The GPU custom call framework is somewhat different than that on the CPU. Here is a CUDA example that does the same A[i] = B[i % 128] + C[i] computation as the CPU code above.

void do_it() { /* same implementation as above */ }

__global__ custom_call_kernel(const float* in0, const float* in1, float* out) {
  size_t idx = threadIdx.x * blockSize.x + gridIdx.x;
  out[idx] = in0[idx % 128] + in1[idx];
}

void do_custom_call(CUstream stream, void** buffers,
                    const char* opaque, size_t opaque_len) {
  const float* in0 = reinterpret_cast<const float*>(buffers[0]);
  const float* in1 = reinterpret_cast<const float*>(buffers[1]);
  float* out = reinterpret_cast<float*>(buffers[2]);

  const int64 block_dim = 64;
  const int64 grid_dim = 2048 / block_dim;
  custom_call_kernel<<<grid_dim, block_dim,
                       /*dynamic_shared_mem_bytes=*/0, stream>>>(in0, in1, out);
}
XLA_REGISTER_CUSTOM_CALL_TARGET(do_custom_call, "CUDA");

Notice first that the GPU custom call function is still a function executed on the CPU. Our do_custom_call CPU function is responsible for enqueueing work on the GPU. Here it launches a CUDA kernel, but it could also do something else, like call cublas.

buffers is an array of pointers which lives on the host, and each element it contains points to device (i.e. GPU) memory. The parameters come first, followed by the output value. This is notably different from the CPU calling convention, which has two params, ins and out. The main reason we diverge is to make it possible to handle tuple-shaped inputs/outputs efficiently; see the section below.

As in the CPU example, we've hardcoded the input and output buffer sizes into our custom call. However unlike in the CPU case, passing the buffer sizes in as operands to the custom call would not work well. Usually we need the buffer sizes available to us on the CPU; e.g. when launching a kernel, we need to know the block/grid dimensions to use. But if we were to pass the buffer sizes as operands to our custom call, their values would live in GPU memory. We'd then have to do an expensive synchronous device-to-host memcpy at the start of our operation just to read the sizes.

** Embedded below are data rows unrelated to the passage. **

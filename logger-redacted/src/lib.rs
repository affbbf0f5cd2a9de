//! Tracing setup with automatic redaction of member contact details
//!
//! Membership records carry emails and phone numbers for every principal and
//! dependant. Anything that may end up in a log line (payload summaries,
//! downstream error bodies, member updates) goes through [`redact`] first.
//!
//! # Detected Data Types
//!
//! - **Email Addresses**: jane@example.com → `EMAIL[hash]` or `j***@e***`
//! - **Phone Numbers**: +254 712 345 678 → `PHONE[hash]` or `***678`
//! - **Custom Patterns**: configurable regex replacements
//!
//! # Example
//!
//! ```rust,no_run
//! use logger_redacted::{init_tracing, redacted_info, LoggerConfig};
//!
//! init_tracing(&LoggerConfig::default()).ok();
//! redacted_info!("Member contact updated to {}", "jane@example.com");
//! ```

pub mod config;
pub mod macros;
pub mod redactor;

pub use config::*;
pub use redactor::*;

use std::sync::OnceLock;
use thiserror::Error;
use tracing_subscriber::{fmt, layer::SubscriberExt, util::SubscriberInitExt, EnvFilter};

static ACTIVE_REDACTOR: OnceLock<PiiRedactor> = OnceLock::new();

#[derive(Error, Debug)]
pub enum LoggerError {
    #[error("Invalid log filter: {0}")]
    Filter(String),

    #[error("Failed to install subscriber: {0}")]
    Init(String),
}

/// Install the global subscriber and the process-wide redactor
///
/// `RUST_LOG` wins over `config.log_level` when set.
pub fn init_tracing(config: &LoggerConfig) -> Result<(), LoggerError> {
    let env_filter = EnvFilter::try_from_default_env()
        .or_else(|_| EnvFilter::try_new(&config.log_level))
        .map_err(|e| LoggerError::Filter(e.to_string()))?;

    let registry = tracing_subscriber::registry().with(env_filter);

    let installed = match config.format {
        LogFormat::Json => registry
            .with(fmt::layer().with_target(false).with_ansi(false).json())
            .try_init(),
        LogFormat::Pretty => registry
            .with(fmt::layer().with_target(true).with_line_number(true))
            .try_init(),
    };
    installed.map_err(|e| LoggerError::Init(e.to_string()))?;

    install_redactor(PiiRedactor::new(RedactionConfig::from(config)));
    Ok(())
}

/// Set the redactor used by [`redact`]. Only the first call takes effect.
pub fn install_redactor(redactor: PiiRedactor) -> bool {
    ACTIVE_REDACTOR.set(redactor).is_ok()
}

/// Redact text with the installed redactor, or the default one
pub fn redact(text: &str) -> String {
    ACTIVE_REDACTOR.get_or_init(PiiRedactor::default).redact(text)
}

#[cfg(test)]
mod tests {
    use super::*;

    #[test]
    fn test_global_redact_hides_email() {
        let redacted = redact("notify jane@example.com");
        assert!(!redacted.contains("jane@example.com"));
    }

    #[test]
    fn test_invalid_level_is_rejected() {
        let config = LoggerConfig {
            log_level: "membership=loud".to_string(),
            ..LoggerConfig::default()
        };
        if std::env::var("RUST_LOG").is_err() {
            assert!(matches!(init_tracing(&config), Err(LoggerError::Filter(_))));
        }
    }
}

To let you work around this, we provide the opaque parameter. You can set this to an arbitrary string of bytes when you create the custom call:

std::string opaque = "...";
xla::CustomCall(&b, "do_custom_call", /*operands=*/{param0, param1},
                /*output_shape=*/ShapeUtil::CreateShape(F32, {2048}),
                opaque);

Since xla::Shape has a protocol buffer representation, you could store this serialized proto inside of opaque and deserialize it within your GPU custom-call. Note however that although xla::ShapeProto does not change frequently, it does change. Check the git log to see how it has changed in the past.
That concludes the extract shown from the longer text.